A number of studies have documented the cost effectiveness of NPs in managing the health of older adults. Hummel and Prizada (1994) found that, compared to the cost of physician-only teams, the cost of a physician-NP team at a long-term care facility was 42 percent lower for the intermediate and skilled care residents and 26 percent lower for those with long-term stays. The physician-NP teams also had significantly lower rates of emergency department transfers, shorter hospital lengths of stay and fewer specialty visits. A one-year retrospective study of 1,077 HMO enrollees residing in 45 long-term care settings demonstrated a $72 monthly gain per resident, compared to a $197 monthly loss for residents seen by physicians alone (Burl, Bonner, Rao and Kan, 1998). Intrator (2004) found that residents in nursing homes with NPs were less likely to develop ambulatory care-sensitive diagnoses requiring hospitalizations.
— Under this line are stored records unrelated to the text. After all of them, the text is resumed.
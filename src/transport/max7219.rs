//! MAX7219 daisy chain on SPI.
//!
//! Each chip takes a 16-bit word (register, data). With two chips chained,
//! one chip-select frame carries two words; the first word shifted out lands
//! in the far chip. Every row write sends the row for both panels in the same
//! frame so they latch together.

use embedded_hal::spi::SpiDevice;

use super::{ChainOrder, Panel, PanelTransport};
use crate::{brightness::Brightness, glyph::Frame, glyph::PANEL_SIZE};

/// Register addresses
pub mod register {
    pub const NOOP: u8 = 0x00;
    pub const DIGIT0: u8 = 0x01;
    pub const DECODE_MODE: u8 = 0x09;
    pub const INTENSITY: u8 = 0x0A;
    pub const SCAN_LIMIT: u8 = 0x0B;
    pub const SHUTDOWN: u8 = 0x0C;
    pub const DISPLAY_TEST: u8 = 0x0F;
}

/// Number of chips on the chain
pub const CHAIN_LENGTH: usize = 2;

/// Bytes in one chip-select frame
pub const PACKET_SIZE: usize = 2 * CHAIN_LENGTH;

/// Register writes issued by [`Max7219Chain::initialize`], in order
///
/// Shutdown is entered first so the chip never shows half-configured state.
#[allow(clippy::cast_possible_truncation)]
pub const INIT_SEQUENCE: [(u8, u8); 5] = [
    (register::SHUTDOWN, 0),
    (register::DISPLAY_TEST, 0),
    (register::SCAN_LIMIT, (PANEL_SIZE - 1) as u8),
    (register::DECODE_MODE, 0),
    (register::SHUTDOWN, 1),
];

/// Chain configuration
#[derive(Debug, Clone, Copy, PartialEq, Eq, Default)]
pub struct Max7219Config {
    pub order: ChainOrder,
}

/// Build one frame addressing both chips
///
/// `left` and `right` are (register, data) words.
#[inline]
pub const fn build_packet(order: ChainOrder, left: (u8, u8), right: (u8, u8)) -> [u8; PACKET_SIZE] {
    let [first, second] = order.arrange(left, right);
    [first.0, first.1, second.0, second.1]
}

/// Build the same register write for both chips
#[inline]
pub const fn build_broadcast_packet(register: u8, data: u8) -> [u8; PACKET_SIZE] {
    [register, data, register, data]
}

/// Build a row write; `row` is 0-based
#[inline]
#[allow(clippy::cast_possible_truncation)]
pub const fn build_row_packet(order: ChainOrder, row: usize, left: u8, right: u8) -> [u8; PACKET_SIZE] {
    debug_assert!(row < PANEL_SIZE);
    let address = register::DIGIT0 + row as u8;
    build_packet(order, (address, left), (address, right))
}

/// Build an intensity write for one chip, the other chip gets a no-op
#[inline]
pub const fn build_intensity_packet(order: ChainOrder, panel: Panel, level: Brightness) -> [u8; PACKET_SIZE] {
    let write = (register::INTENSITY, level.level());
    let noop = (register::NOOP, 0);
    match panel {
        Panel::Left => build_packet(order, write, noop),
        Panel::Right => build_packet(order, noop, write),
    }
}

/// Two MAX7219 chips sharing one chip select
#[derive(Debug)]
pub struct Max7219Chain<SPI> {
    spi: SPI,
    config: Max7219Config,
}

impl<SPI> Max7219Chain<SPI>
where
    SPI: SpiDevice<u8>,
{
    /// Creates a new chain. Nothing is sent until [`PanelTransport::initialize`].
    pub fn new(spi: SPI, config: Max7219Config) -> Self {
        Self { spi, config }
    }

    pub fn config(&self) -> Max7219Config {
        self.config
    }

    /// Releases the SPI device
    pub fn release(self) -> SPI {
        self.spi
    }
}

impl<SPI> PanelTransport for Max7219Chain<SPI>
where
    SPI: SpiDevice<u8>,
{
    type Error = SPI::Error;

    fn initialize(&mut self) -> Result<(), Self::Error> {
        for (register, data) in INIT_SEQUENCE {
            self.spi.write(&build_broadcast_packet(register, data))?;
        }
        Ok(())
    }

    fn write_frame(&mut self, frame: &Frame) -> Result<(), Self::Error> {
        for (row, (left, right)) in frame.left.rows().iter().zip(frame.right.rows()).enumerate() {
            let packet = build_row_packet(self.config.order, row, *left, *right);
            self.spi.write(&packet)?;
        }
        Ok(())
    }

    fn write_brightness(&mut self, panel: Panel, level: Brightness) -> Result<(), Self::Error> {
        let packet = build_intensity_packet(self.config.order, panel, level);
        self.spi.write(&packet)
    }
}

#[cfg(test)]
mod tests {
    use super::*;

    #[test]
    fn packets_follow_chain_order() {
        assert_eq!(
            build_row_packet(ChainOrder::RightFirst, 0, 0xAA, 0x55),
            [0x01, 0x55, 0x01, 0xAA]
        );
        assert_eq!(
            build_row_packet(ChainOrder::LeftFirst, 7, 0xAA, 0x55),
            [0x08, 0xAA, 0x08, 0x55]
        );
    }

    #[test]
    fn intensity_targets_one_chip() {
        let level = Brightness::new(9).unwrap();
        assert_eq!(
            build_intensity_packet(ChainOrder::RightFirst, Panel::Left, level),
            [register::NOOP, 0, register::INTENSITY, 9]
        );
        assert_eq!(
            build_intensity_packet(ChainOrder::RightFirst, Panel::Right, level),
            [register::INTENSITY, 9, register::NOOP, 0]
        );
        assert_eq!(
            build_intensity_packet(ChainOrder::LeftFirst, Panel::Left, level),
            [register::INTENSITY, 9, register::NOOP, 0]
        );
    }

    #[test]
    fn init_sequence_enables_all_rows_without_decode() {
        assert!(INIT_SEQUENCE.contains(&(register::SCAN_LIMIT, 7)));
        assert!(INIT_SEQUENCE.contains(&(register::DECODE_MODE, 0)));
        assert!(INIT_SEQUENCE.contains(&(register::DISPLAY_TEST, 0)));
        assert_eq!(INIT_SEQUENCE.last(), Some(&(register::SHUTDOWN, 1)));
    }
}
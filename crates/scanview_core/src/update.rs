use engine_logging::{engine_debug, engine_info, engine_warn};

use crate::poll::{next_step, PollStep};
use crate::{AppState, Effect, JobHash, Msg, Route};

/// Pure update function: applies a message to state and returns any effects.
pub fn update(mut state: AppState, msg: Msg) -> (AppState, Vec<Effect>) {
    let effects = match msg {
        Msg::Mounted { route } => {
            let mut effects = Vec::with_capacity(3);
            if state.release_ticket() {
                effects.push(Effect::CancelPoll);
            }
            let hash = route.job_hash().cloned();
            state.mount(hash.clone());
            effects.push(Effect::FetchDatasets);
            if let Some(hash) = hash {
                effects.push(Effect::FetchJobQuery { hash });
            }
            effects
        }
        Msg::Unmounted => {
            let had_ticket = state.release_ticket();
            state.leave();
            if had_ticket {
                vec![Effect::CancelPoll]
            } else {
                Vec::new()
            }
        }
        Msg::DatasetsLoaded(datasets) => {
            state.set_datasets(datasets);
            Vec::new()
        }
        Msg::JobQueryLoaded { hash, raw_query } => {
            if state.job_hash() != Some(&hash) {
                engine_debug!("Ignoring query text for inactive job {}", hash);
                return (state, Vec::new());
            }
            new_job_hash(&mut state, Some(hash), Some(raw_query))
        }
        Msg::JobQueryFailed { hash, reason } => {
            if state.job_hash() != Some(&hash) {
                return (state, Vec::new());
            }
            // The results are still reachable without the original text.
            engine_warn!("Could not load query text for job {}: {}", hash, reason);
            new_job_hash(&mut state, Some(hash), None)
        }
        Msg::CompileRequested { raw_query, taint } => {
            if state.is_locked() {
                engine_warn!("Compile requested while a job is active; ignored");
                return (state, Vec::new());
            }
            state.set_raw_query(raw_query.clone());
            vec![Effect::CompileQuery { raw_query, taint }]
        }
        Msg::SubmitRequested { raw_query, taint } => {
            if state.is_locked() {
                engine_warn!("Submit requested while a job is active; ignored");
                return (state, Vec::new());
            }
            state.set_raw_query(raw_query.clone());
            vec![Effect::SubmitQuery { raw_query, taint }]
        }
        // Compile results are dropped while a job is active (the editor is locked);
        // only NewJobHash(None) returns to composing.
        Msg::QueryCompiled { plan, raw_query } => {
            if state.is_locked() {
                engine_debug!("Dropping compile result while a job is active");
                return (state, Vec::new());
            }
            state.set_query_plan(plan, raw_query);
            Vec::new()
        }
        Msg::QueryFailed { error, raw_query } => {
            if state.is_locked() {
                engine_debug!("Dropping compile error while a job is active");
                return (state, Vec::new());
            }
            state.set_query_error(error, raw_query);
            Vec::new()
        }
        Msg::QuerySubmitted { hash, raw_query } => {
            new_job_hash(&mut state, Some(hash), Some(raw_query))
        }
        Msg::NewJobHash { hash, raw_query } => new_job_hash(&mut state, hash, raw_query),
        Msg::CollapseToggled => {
            state.toggle_collapsed();
            Vec::new()
        }
        Msg::PollDue { ticket } => {
            if !state.is_current(&ticket) {
                engine_debug!("Ignoring stale poll timer for {}", ticket.hash);
                return (state, Vec::new());
            }
            let offset = state.match_count();
            let limit = state.poll_settings().page_size;
            vec![Effect::FetchMatches {
                ticket,
                offset,
                limit,
            }]
        }
        Msg::MatchesLoaded { ticket, page } => {
            if !state.is_current(&ticket) {
                engine_debug!(
                    "Discarding {} matches from superseded poll of {}",
                    page.matches.len(),
                    ticket.hash
                );
                return (state, Vec::new());
            }
            let page_len = page.matches.len();
            let step = next_step(&page.job.status, page_len, state.poll_settings());
            state.apply_page(page);
            match step {
                PollStep::Continue { delay } => vec![Effect::SchedulePoll { ticket, delay }],
                PollStep::Stop => {
                    engine_info!(
                        "Job {} drained with {} matches",
                        ticket.hash,
                        state.match_count()
                    );
                    state.finish_polling();
                    Vec::new()
                }
            }
        }
        Msg::MatchesFailed { ticket, reason } => {
            if !state.is_current(&ticket) {
                return (state, Vec::new());
            }
            engine_warn!("Polling for job {} stopped: {}", ticket.hash, reason);
            state.stall_polling(reason);
            Vec::new()
        }
        Msg::BackendStatusRequested => vec![Effect::FetchBackendStatus],
        Msg::BackendStatusLoaded(status) => {
            state.set_backend_status(status);
            Vec::new()
        }
        Msg::BackendStatusFailed { reason } => {
            state.set_backend_error(reason);
            Vec::new()
        }
        Msg::Tick => Vec::new(),
    };

    (state, effects)
}

fn new_job_hash(
    state: &mut AppState,
    hash: Option<JobHash>,
    raw_query: Option<String>,
) -> Vec<Effect> {
    if let Some(raw_query) = raw_query {
        state.set_raw_query(raw_query);
    }

    let mut effects = Vec::with_capacity(3);
    let had_ticket = state.release_ticket();

    match hash {
        None => {
            effects.push(Effect::Navigate(Route::Compose));
            if had_ticket {
                effects.push(Effect::CancelPoll);
            }
            state.enter_composing();
        }
        Some(hash) => {
            effects.push(Effect::Navigate(Route::Job(hash.clone())));
            if had_ticket {
                effects.push(Effect::CancelPoll);
            }
            let ticket = state.enter_viewing(hash);
            engine_info!("Polling matches for job {}", ticket.hash);
            effects.push(Effect::FetchMatches {
                ticket,
                offset: 0,
                limit: state.poll_settings().page_size,
            });
        }
    }

    effects
}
Bakerjian (2008) summarized a review of 17 studies comparing nursing home residents who are patients of NPs to others, finding lower rates of hospitalization and lower overall costs for the NP patients. The potential for NPs to control costs associated with the health care of older adults was recognized by United Health (2009), which recommended that providing NPs to manage nursing home patients could result in $166 billion healthcare savings.
NP-managed care within acute-care settings is also associated with lower costs. Chen, McNeese-Smith, Cowan, Upenieks and Afifi (2009) found that NP-led care was associated with lower overall drug costs for inpatients. When Paez and Allen (2006) compared NP and physician management of hypercholesterolemia following revascularization, they found patients in the NP-managed group had lower drug costs while being more likely to achieve their goals and comply with prescribed regimen.
Collaborative NP-physician management was associated with decreased length of stay and costs and higher hospital profit, with similar readmission and mortality rates (Cowan et al., 2006; Ettner et al., 2006). The introduction of an NP model in a health system’s neuroscience area resulted in more than $2.4 million in savings the first year and a return on investment of 1,600 percent; similar savings and outcomes were demonstrated as the NP model was expanded in the system (Larkin, 2003). Boling (2009) cites an intensive short-term transitional care NP program documented by Smigleski et al. through which health care costs were decreased by 65 percent or more after enrollment, as well as the introduction of an NP model in a system’s cardiovascular area associated with a decrease in mortality from 3.7 percent to 0.6 percent and more than 9 percent decreased cost per case (from $27,037 to $24,511).
In addition to absolute cost, other factors are important to health care cost effectiveness. These include illness prevention, health promotion and outcomes. See Documentation of Quality of Nurse Practitioner Practice (AANP, 2013) for further discussion.